Michael Tellinger is a South African author, politician, explorer [1] and founder of the Ubuntu Party which supports the supply of free resources across society. [2] He has led a campaign against banks and central banks [3] and championed pseudolegal ideas to obtain money from financial institutions. [4] He is also a promoter of pseudoarchaeology influenced by Zecharia Sitchin's ideas of ancient astronauts. [5] presenting the Blaauboschkraal stone ruins, interpreted by mainstream archaeology as 16th century boundary markers, as 'Adam's Calendar', an alien-built structure at the center of a network of stone circles across Southern Africa which purportedly channeled energy in ancient times. [5] [6]
Tellinger authored or co-authored the following books, three of them self-published through his Zulu Planet Publishers.: [7]
Tellinger founded a South African political party called Ubuntu Party, named after the principles of Ubuntu Contributionism. [8]
Michael Tellinger graduated in 1983 from the University Of Witwatersrand Medical School, Johannesburg, with a B.Pharmacy degree. [9]
He spent much of his early years in the arts performing on stage and screen.
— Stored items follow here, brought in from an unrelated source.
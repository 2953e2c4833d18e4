use crate::types::ClipId;

#[derive(Debug, thiserror::Error)]
pub enum CoreError {
    #[error("Entity not found: {entity} with id {id}")]
    NotFound { entity: &'static str, id: ClipId },

    #[error("Validation failed: {0}")]
    Validation(String),

    #[error("Conflict: {0}")]
    Conflict(String),
}
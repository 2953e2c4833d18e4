use axum::extract::State;
use axum::{routing::get, Json, Router};
use serde::Serialize;

use crate::state::AppState;

/// Health check response payload.
#[derive(Serialize)]
pub struct HealthResponse {
    /// Overall service status.
    pub status: &'static str,
    /// Crate version from Cargo.toml.
    pub version: &'static str,
    /// Number of clip documents currently loaded.
    pub clip_count: usize,
}

/// GET /health -- returns service status and store size.
async fn health_check(State(state): State<AppState>) -> Json<HealthResponse> {
    let clip_count = state.store.read().await.len();

    Json(HealthResponse {
        status: "ok",
        version: env!("CARGO_PKG_VERSION"),
        clip_count,
    })
}

/// Mount health check routes (intended for root-level, NOT under `/api/v1`).
pub fn router() -> Router<AppState> {
    Router::new().route("/health", get(health_check))
}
As part of the duo "Stirling & Tellinger" he had several music hits in South Africa. In 1986, he worked in Los Angeles for Cannon Films as a sound designer and editor; and wrote and recorded the controversial anti-apartheid song "We come from Johannesburg", which was banned under the previous regime. His latest contribution to the arts was a song called "Side By Side With Angels", for the TSUNAMI disaster fund in 2005, which featured a number of top South African artists. [10]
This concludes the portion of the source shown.